**Assignment**
Word for word, set down every line of the entries below from the line with "filename src/janitor.rs" to the line with "boundary falls back", including both, and no other line.

**Data items**
+--

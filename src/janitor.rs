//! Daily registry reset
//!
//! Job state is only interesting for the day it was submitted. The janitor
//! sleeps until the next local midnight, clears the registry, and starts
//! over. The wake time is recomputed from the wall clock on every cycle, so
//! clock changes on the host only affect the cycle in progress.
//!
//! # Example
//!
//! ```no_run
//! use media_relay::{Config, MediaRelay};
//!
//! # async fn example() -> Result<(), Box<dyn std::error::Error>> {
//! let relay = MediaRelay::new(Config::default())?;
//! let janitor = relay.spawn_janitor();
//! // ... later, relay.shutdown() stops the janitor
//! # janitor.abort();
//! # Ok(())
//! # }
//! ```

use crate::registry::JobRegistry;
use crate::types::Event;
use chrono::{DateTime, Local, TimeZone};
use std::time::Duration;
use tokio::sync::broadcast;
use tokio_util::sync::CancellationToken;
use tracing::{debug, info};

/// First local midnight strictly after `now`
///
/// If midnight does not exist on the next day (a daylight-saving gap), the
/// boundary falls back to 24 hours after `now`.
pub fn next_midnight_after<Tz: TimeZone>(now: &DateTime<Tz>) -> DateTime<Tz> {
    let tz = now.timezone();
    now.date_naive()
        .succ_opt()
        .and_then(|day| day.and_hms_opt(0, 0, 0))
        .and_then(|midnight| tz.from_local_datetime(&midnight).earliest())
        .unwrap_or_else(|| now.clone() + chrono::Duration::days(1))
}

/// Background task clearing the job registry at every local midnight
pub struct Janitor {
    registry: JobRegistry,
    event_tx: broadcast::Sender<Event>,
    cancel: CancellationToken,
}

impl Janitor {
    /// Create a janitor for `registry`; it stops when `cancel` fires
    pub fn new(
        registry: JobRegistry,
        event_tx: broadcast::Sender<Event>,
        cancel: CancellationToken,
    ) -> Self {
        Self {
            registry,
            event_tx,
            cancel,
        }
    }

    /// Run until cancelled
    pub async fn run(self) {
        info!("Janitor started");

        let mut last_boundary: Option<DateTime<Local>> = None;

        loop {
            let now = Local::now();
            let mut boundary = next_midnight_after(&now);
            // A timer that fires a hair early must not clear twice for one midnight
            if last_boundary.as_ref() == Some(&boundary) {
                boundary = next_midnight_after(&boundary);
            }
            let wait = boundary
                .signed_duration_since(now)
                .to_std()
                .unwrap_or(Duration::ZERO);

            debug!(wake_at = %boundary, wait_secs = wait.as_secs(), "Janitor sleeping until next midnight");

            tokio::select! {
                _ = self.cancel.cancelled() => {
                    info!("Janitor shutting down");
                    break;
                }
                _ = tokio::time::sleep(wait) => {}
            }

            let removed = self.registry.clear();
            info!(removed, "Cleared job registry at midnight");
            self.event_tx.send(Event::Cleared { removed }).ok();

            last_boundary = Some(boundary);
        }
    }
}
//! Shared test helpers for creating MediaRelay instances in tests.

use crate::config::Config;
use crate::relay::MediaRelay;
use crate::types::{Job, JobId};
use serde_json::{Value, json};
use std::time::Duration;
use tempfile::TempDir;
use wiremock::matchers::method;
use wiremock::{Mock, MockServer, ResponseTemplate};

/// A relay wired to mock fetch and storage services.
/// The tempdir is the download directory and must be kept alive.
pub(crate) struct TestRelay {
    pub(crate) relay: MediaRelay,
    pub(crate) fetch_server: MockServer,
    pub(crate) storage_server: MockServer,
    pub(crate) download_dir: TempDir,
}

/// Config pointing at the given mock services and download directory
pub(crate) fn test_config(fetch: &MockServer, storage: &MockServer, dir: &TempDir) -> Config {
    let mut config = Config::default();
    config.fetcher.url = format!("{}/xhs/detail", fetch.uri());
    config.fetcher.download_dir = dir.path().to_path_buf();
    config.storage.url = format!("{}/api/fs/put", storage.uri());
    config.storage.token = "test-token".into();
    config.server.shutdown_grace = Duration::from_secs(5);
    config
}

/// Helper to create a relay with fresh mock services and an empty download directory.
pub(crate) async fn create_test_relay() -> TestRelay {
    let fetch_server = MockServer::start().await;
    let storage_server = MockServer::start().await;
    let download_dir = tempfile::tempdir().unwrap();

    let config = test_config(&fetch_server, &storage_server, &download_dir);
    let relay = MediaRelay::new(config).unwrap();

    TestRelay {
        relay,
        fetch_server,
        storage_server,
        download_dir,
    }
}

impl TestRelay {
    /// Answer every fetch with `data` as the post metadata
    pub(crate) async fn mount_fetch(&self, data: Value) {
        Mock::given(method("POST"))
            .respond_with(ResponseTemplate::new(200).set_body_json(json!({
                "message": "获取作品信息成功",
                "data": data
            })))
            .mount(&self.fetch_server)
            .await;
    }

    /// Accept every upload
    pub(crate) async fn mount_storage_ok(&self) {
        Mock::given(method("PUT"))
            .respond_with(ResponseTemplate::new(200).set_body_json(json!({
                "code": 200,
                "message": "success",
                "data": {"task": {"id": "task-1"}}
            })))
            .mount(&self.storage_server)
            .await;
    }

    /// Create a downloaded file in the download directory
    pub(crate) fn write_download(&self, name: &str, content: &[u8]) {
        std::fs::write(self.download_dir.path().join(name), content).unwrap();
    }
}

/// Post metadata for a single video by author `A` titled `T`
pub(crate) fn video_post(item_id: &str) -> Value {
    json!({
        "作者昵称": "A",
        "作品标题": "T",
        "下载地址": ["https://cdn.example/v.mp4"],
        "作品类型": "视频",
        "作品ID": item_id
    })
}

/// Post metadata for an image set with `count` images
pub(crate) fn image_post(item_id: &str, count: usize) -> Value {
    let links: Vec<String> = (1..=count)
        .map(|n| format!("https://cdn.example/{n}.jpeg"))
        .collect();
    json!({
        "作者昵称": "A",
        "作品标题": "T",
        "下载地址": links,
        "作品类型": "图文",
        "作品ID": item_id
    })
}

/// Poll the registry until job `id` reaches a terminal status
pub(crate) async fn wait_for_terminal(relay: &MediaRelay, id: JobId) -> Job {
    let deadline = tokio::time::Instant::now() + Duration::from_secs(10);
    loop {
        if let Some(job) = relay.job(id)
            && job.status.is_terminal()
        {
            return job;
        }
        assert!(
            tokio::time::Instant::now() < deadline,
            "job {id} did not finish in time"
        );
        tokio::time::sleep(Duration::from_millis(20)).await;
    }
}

+--

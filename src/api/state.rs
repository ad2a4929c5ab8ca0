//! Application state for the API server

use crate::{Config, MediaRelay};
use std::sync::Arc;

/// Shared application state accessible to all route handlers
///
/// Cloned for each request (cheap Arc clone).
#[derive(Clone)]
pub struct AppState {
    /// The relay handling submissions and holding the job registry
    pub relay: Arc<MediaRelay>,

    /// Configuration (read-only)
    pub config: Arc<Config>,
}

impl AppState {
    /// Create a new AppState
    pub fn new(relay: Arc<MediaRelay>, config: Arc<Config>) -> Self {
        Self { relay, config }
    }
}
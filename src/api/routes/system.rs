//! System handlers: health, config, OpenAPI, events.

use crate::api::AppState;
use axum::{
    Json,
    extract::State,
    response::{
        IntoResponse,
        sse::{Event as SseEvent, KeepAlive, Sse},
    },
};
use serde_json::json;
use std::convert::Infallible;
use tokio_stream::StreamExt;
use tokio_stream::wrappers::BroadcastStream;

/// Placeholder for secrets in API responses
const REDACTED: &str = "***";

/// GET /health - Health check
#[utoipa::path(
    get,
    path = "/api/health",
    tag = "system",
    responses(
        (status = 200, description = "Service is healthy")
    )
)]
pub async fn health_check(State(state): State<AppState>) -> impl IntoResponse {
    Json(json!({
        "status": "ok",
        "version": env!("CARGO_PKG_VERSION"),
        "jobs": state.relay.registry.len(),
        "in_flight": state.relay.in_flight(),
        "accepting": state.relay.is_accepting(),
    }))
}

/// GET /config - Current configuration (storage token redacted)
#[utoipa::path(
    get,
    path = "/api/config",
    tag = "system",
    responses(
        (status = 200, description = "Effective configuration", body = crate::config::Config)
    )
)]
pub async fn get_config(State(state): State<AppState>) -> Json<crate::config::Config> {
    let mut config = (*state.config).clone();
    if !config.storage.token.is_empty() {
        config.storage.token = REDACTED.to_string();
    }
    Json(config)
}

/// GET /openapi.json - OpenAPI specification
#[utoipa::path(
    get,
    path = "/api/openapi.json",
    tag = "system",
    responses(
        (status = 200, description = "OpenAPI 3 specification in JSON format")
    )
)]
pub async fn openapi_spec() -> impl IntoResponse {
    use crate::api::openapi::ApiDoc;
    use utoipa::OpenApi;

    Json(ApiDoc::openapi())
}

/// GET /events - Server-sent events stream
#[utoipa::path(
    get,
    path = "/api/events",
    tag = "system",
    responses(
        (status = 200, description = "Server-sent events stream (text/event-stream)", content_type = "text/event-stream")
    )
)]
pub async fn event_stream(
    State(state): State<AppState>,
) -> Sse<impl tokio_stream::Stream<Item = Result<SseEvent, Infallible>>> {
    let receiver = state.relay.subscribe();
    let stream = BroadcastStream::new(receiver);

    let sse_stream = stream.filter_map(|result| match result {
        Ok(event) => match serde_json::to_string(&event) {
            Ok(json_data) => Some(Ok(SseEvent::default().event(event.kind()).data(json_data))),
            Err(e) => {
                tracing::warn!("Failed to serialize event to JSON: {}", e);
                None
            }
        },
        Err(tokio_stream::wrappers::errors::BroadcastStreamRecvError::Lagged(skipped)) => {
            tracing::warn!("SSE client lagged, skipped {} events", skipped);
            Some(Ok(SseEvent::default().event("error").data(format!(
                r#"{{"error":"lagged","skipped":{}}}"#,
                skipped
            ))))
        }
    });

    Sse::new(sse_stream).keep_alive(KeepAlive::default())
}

+--

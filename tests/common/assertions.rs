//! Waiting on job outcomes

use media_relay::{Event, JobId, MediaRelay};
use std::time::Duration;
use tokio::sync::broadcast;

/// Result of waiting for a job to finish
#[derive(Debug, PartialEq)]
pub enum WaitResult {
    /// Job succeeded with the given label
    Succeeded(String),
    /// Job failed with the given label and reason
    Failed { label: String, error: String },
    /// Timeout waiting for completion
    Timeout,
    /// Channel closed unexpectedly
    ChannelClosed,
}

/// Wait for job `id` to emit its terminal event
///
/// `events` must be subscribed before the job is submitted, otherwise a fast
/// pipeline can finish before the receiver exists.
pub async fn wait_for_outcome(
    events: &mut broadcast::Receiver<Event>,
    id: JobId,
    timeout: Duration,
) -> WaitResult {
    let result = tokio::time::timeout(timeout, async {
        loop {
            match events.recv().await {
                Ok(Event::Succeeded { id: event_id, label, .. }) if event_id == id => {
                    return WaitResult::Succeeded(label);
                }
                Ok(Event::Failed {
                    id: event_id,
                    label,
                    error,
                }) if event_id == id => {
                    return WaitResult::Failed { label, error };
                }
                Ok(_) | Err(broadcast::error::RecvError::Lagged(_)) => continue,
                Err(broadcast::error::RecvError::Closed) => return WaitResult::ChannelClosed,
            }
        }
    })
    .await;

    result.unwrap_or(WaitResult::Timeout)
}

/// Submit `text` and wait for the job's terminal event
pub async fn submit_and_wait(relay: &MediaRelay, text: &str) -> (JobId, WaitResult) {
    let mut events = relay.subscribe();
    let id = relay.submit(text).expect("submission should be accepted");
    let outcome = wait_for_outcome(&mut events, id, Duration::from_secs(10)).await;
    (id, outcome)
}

+--

**Result**
filename src/janitor.rs
//! Daily registry reset
//!
//! Job state is only interesting for the day it was submitted. The janitor
//! sleeps until the next local midnight, clears the registry, and starts
//! over. The wake time is recomputed from the wall clock on every cycle, so
//! clock changes on the host only affect the cycle in progress.
//!
//! # Example
//!
//! ```no_run
//! use media_relay::{Config, MediaRelay};
//!
//! # async fn example() -> Result<(), Box<dyn std::error::Error>> {
//! let relay = MediaRelay::new(Config::default())?;
//! let janitor = relay.spawn_janitor();
//! // ... later, relay.shutdown() stops the janitor
//! # janitor.abort();
//! # Ok(())
//! # }
//! ```

use crate::registry::JobRegistry;
use crate::types::Event;
use chrono::{DateTime, Local, TimeZone};
use std::time::Duration;
use tokio::sync::broadcast;
use tokio_util::sync::CancellationToken;
use tracing::{debug, info};

/// First local midnight strictly after `now`
///
/// If midnight does not exist on the next day (a daylight-saving gap), the
/// boundary falls back to 24 hours after `now`.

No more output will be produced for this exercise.